This is a Nearly FML. It’s an FML, nearly. It got positive votes from the users, by wasn’t approved by our team.

By Moosie - 01/06/2017 13:53

Today, I have a crush on my 22-year-old coworker. A really bad one. I'm 59. How did this happen? FML
I agree, your life sucks 4 982
You deserved it 2 169

Moosie11 tells us more.

Moosie11 17

How great it was to read ( most ) of the responses. Because of the situation I can't tell anyone but really needed some feedback. Glad I remembered this site, I was going nuts.

Top comments

It's legal. These things happen. As always with these FML's more information is always needed when it comes to making an informed comment :) I've had the opposite for the last few years. Fancying a much older women. You never know who you're going to crush on I guess.

sexualchoclate 3

Comments

thunderniron 22

It's called midlife crisis. DON'T act on it, it'll pass.

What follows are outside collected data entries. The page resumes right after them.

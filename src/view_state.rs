use serde::{Deserialize, Serialize};

/// Width, height and the optional extras a sized node carries.
#[derive(Debug, Clone, Default, PartialEq, Serialize, Deserialize)]
#[serde(rename_all = "camelCase")]
pub struct BoundingBox {
    pub width: f32,
    pub height: f32,
    #[serde(default, skip_serializing_if = "Option::is_none")]
    pub left_margin: Option<f32>,
    #[serde(default, skip_serializing_if = "Option::is_none")]
    pub label: Option<String>,
}

impl BoundingBox {
    pub fn new(width: f32, height: f32) -> Self {
        Self {
            width,
            height,
            ..Default::default()
        }
    }

    /// A left margin only counts when it is set and non-zero.
    pub fn declared_left_margin(&self) -> Option<f32> {
        self.left_margin.filter(|margin| *margin > 0.0)
    }
}

/// Width and height only; used for the function's fixed-shape sub-boxes.
#[derive(Debug, Clone, Copy, Default, PartialEq, Serialize, Deserialize)]
pub struct SimpleBox {
    pub width: f32,
    pub height: f32,
}

#[derive(Debug, Clone, Default, PartialEq, Serialize, Deserialize)]
pub struct ViewState {
    #[serde(default)]
    pub bbox: BoundingBox,
}

/// Key of the endpoint lane a statement calls into. Points into the endpoint
/// list of the function that opened the scope. `function_index` is that
/// function's position among all functions of the sized tree, pre-order, so
/// two functions sharing a name still get distinct keys; `Node::endpoint`
/// resolves a key against the same tree.
#[derive(Debug, Clone, PartialEq, Eq, Serialize, Deserialize)]
#[serde(rename_all = "camelCase")]
pub struct EndpointRef {
    pub function: String,
    pub function_index: usize,
    pub endpoint: String,
    pub index: usize,
}

#[derive(Debug, Clone, Default, PartialEq, Serialize, Deserialize)]
#[serde(rename_all = "camelCase")]
pub struct StatementViewState {
    #[serde(default)]
    pub bbox: BoundingBox,
    #[serde(default)]
    pub is_action: bool,
    #[serde(default, skip_serializing_if = "Option::is_none")]
    pub endpoint: Option<EndpointRef>,
}

#[derive(Debug, Clone, Default, PartialEq, Serialize, Deserialize)]
pub struct WorkerViewState {
    #[serde(default)]
    pub bbox: BoundingBox,
    #[serde(default)]
    pub lifeline: SimpleBox,
}

#[derive(Debug, Clone, Default, PartialEq, Serialize, Deserialize)]
#[serde(rename_all = "camelCase")]
pub struct FunctionViewState {
    #[serde(default)]
    pub bbox: BoundingBox,
    #[serde(default)]
    pub body: SimpleBox,
    #[serde(default)]
    pub header: SimpleBox,
    /// Lifeline of the caller.
    #[serde(default)]
    pub client: SimpleBox,
    #[serde(default)]
    pub default_worker: WorkerViewState,
}

#[derive(Debug, Clone, Default, PartialEq, Serialize, Deserialize)]
pub struct EndpointViewState {
    #[serde(default)]
    pub bbox: BoundingBox,
}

You know what is weird? I, too, have a crush on former co-worker that is the same age as your crush. Unfortunately, he moved on to bigger and better things. Sigh, I can dream.

Talis99 26

It can happen. Don't feel bad about yourself for it. Altho, some things: if you and/or that person is in a relationship, be strong and don't make a move. No need to ruin relationships for something you don't know would work out. It may be only infatuation after all, and you are old enough to know that's not the same thing as something that will last, like love. If neither of you is in a relationship (or anything else like being boss/employee), why not go for it? See how they feel. Don't they say you come to regret more shay you didn't do than what you did?

Age differences aside you said you're married. Might want to try either single or couples counseling.

Moosie11 17

Geez, it's a crush. I find him attractive in a way that's deeper than the other younger coworkers that come along. Attractive not just in body but in mind. But I still love my husband, have been married 30 yrs. I don't plan to screw that up for a passing fancy. I've had crushes before. Just not for many many years so this one caught me off guard with its appearance and intensity and I needed some feedback. Thanks for yours. If and when I think I need counseling, I'll get it.

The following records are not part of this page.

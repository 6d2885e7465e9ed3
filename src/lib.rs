/*
 * @file lib.rs
 * @brief Jarvis library root
 * @author Kevin Thomas
 * @date 2025
 *
 * MIT License
 *
 * Copyright (c) 2025 Kevin Thomas
 *
 * Permission is hereby granted, free of charge, to any person obtaining a copy
 * of this software and associated documentation files (the "Software"), to deal
 * in the Software without restriction, including without limitation the rights
 * to use, copy, modify, merge, publish, distribute, sublicense, and/or sell
 * copies of the Software, and to permit persons to whom the Software is
 * furnished to do so, subject to the following conditions:
 *
 * The above copyright notice and this permission notice shall be included in all
 * copies or substantial portions of the Software.
 *
 * THE SOFTWARE IS PROVIDED "AS IS", WITHOUT WARRANTY OF ANY KIND, EXPRESS OR
 * IMPLIED, INCLUDING BUT NOT LIMITED TO THE WARRANTIES OF MERCHANTABILITY,
 * FITNESS FOR A PARTICULAR PURPOSE AND NONINFRINGEMENT. IN NO EVENT SHALL THE
 * AUTHORS OR COPYRIGHT HOLDERS BE LIABLE FOR ANY CLAIM, DAMAGES OR OTHER
 * LIABILITY, WHETHER IN AN ACTION OF CONTRACT, TORT OR OTHERWISE, ARISING FROM,
 * OUT OF OR IN CONNECTION WITH THE SOFTWARE OR THE USE OR OTHER DEALINGS IN THE
 * SOFTWARE.
 */

//! Jarvis - a desktop assistant that answers typed or spoken requests.
//!
//! Each utterance is tried against an ordered table of local intent rules
//! (time, date, launching and closing applications, web search, system
//! status, power actions). When no rule fires the text goes to a chat model
//! with a fixed persona. Every handled utterance lands in the session
//! history.
//!
//! - [`engine::Engine`] is the dispatcher; [`worker::EngineHandle`] runs it
//!   on its own task so requests are handled one at a time.
//! - [`system::AppControl`] and [`ai::ChatSession`] are the seams to the
//!   operating system and the chat backends.
//! - [`console::Console`] is the terminal front end; speech goes through
//!   [`speech::SpeechIo`].
//!
//! # Example
//! ```no_run
//! use jarvis::ai::ConversationalFallback;
//! use jarvis::engine::Engine;
//! use jarvis::system::SystemController;
//!
//! #[tokio::main]
//! async fn main() {
//!     let mut engine = Engine::new(
//!         Box::new(SystemController::new()),
//!         ConversationalFallback::uninitialized(),
//!     );
//!     println!("{}", engine.process("what time is it").await);
//! }
//! ```

pub mod ai;
#[cfg(feature = "voice")]
pub mod audio;
pub mod commands;
pub mod config;
pub mod console;
pub mod engine;
pub mod error;
pub mod history;
pub mod speech;
pub mod system;
#[cfg(any(test, feature = "testing"))]
pub mod testing;
pub mod text;
#[cfg(feature = "voice")]
pub mod transcribe;
pub mod worker;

How did this happen? You're human, that's how. You're a heterosexual woman, and you will find men besides your husband attractive (just as he probably finds other women attractive). Depending on how closely you work with him, try not to let it affect your interactions with him too much. You'll get over it eventually.

My guess is you are under stimulated at work and your mind wanders in search of other.. stimulation. Something as exciting and thrilling as crushing on a younger man must be hard to shake off. There's no need to worry, if your marriage is truly that happy then you'll soon get bored of this crush, without whatever it is you have with your spouse it will start to feel empty and fizzle out. Replay whatever sordid scenarios you're thinking of however many times you want in your head, let it run its course, maintain a friendly and professional relationship with this dude and you'll be just fine.

tibtak01 8

Le cœur à ses raisons que la Raison ignore - French proverb

newgirl22 9

why does everyone assume OP is a guy.... they are wrong

Denny1988 19

well you need to tell us more, what kind of work do you do, are you his senior, in terms of hierarchy. And what is it about this guy that has you crushing on him

Moosie11 17

I have a very stimulating and stressful job that requires physical and mental stamina and great focus. I am not his senior per se, I just have more experience on the job and he is new, still needs advice, but is his own decision maker within our company's guidelines. I am attracted to him because he is the type I have always been attracted to- smart, funny, nice body, very mature, caring, considerate, handsome, and super confident.